**Task details**.
Report all lines of the data below that hold the word "response".

**Input material**.
Start of Block

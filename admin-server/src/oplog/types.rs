//! Operation log record types

use serde::{Deserialize, Serialize};

/// Outcome classification derived from the response status
#[derive(Debug, Clone, Copy, PartialEq, Eq, Serialize, Deserialize)]
#[serde(rename_all = "snake_case")]
pub enum OpOutcome {
    /// 2xx / 3xx
    Success,
    /// 4xx
    BusinessError,
    /// 5xx
    Exception,
}

impl OpOutcome {
    pub fn from_status(status: u16) -> Self {
        match status {
            200..=399 => Self::Success,
            400..=499 => Self::BusinessError,
            _ => Self::Exception,
        }
    }

    pub fn as_str(&self) -> &'static str {
        match self {
            Self::Success => "success",
            Self::BusinessError => "business_error",
            Self::Exception => "exception",
        }
    }
}

/// One captured request, ready for persistence
#[derive(Debug, Clone)]
pub struct OpLogRecord {
    pub username: Option<String>,
    /// Permission identifier the route required, if any
    pub permission: Option<String>,
    pub method: String,
    pub path: String,
    pub query: Option<String>,
    /// Redacted request body, JSON only
    pub body: Option<serde_json::Value>,
    pub status: i16,
    pub outcome: OpOutcome,
    pub ip: String,
    pub user_agent: Option<String>,
    pub latency_ms: i64,
    pub created_at: i64,
}

/// Identity of the authenticated caller, attached to response extensions
/// by the auth middleware so the outer capture middleware can read it
#[derive(Debug, Clone)]
pub struct AuditIdentity {
    pub user_id: i64,
    pub username: String,
}

/// Permission identifier a route required, attached to response extensions
/// by the permission middleware for both granted and denied requests
#[derive(Debug, Clone, Copy)]
pub struct RequiredPermission(pub &'static str);

#[cfg(test)]
mod tests {
    use super::*;

    #[test]
    fn test_outcome_from_status() {
        assert_eq!(OpOutcome::from_status(200), OpOutcome::Success);
        assert_eq!(OpOutcome::from_status(302), OpOutcome::Success);
        assert_eq!(OpOutcome::from_status(403), OpOutcome::BusinessError);
        assert_eq!(OpOutcome::from_status(500), OpOutcome::Exception);
    }
}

End of Block

**Solution to this exercise**.
/// Outcome classification derived from the response status
/// Identity of the authenticated caller, attached to response extensions
/// Permission identifier a route required, attached to response extensions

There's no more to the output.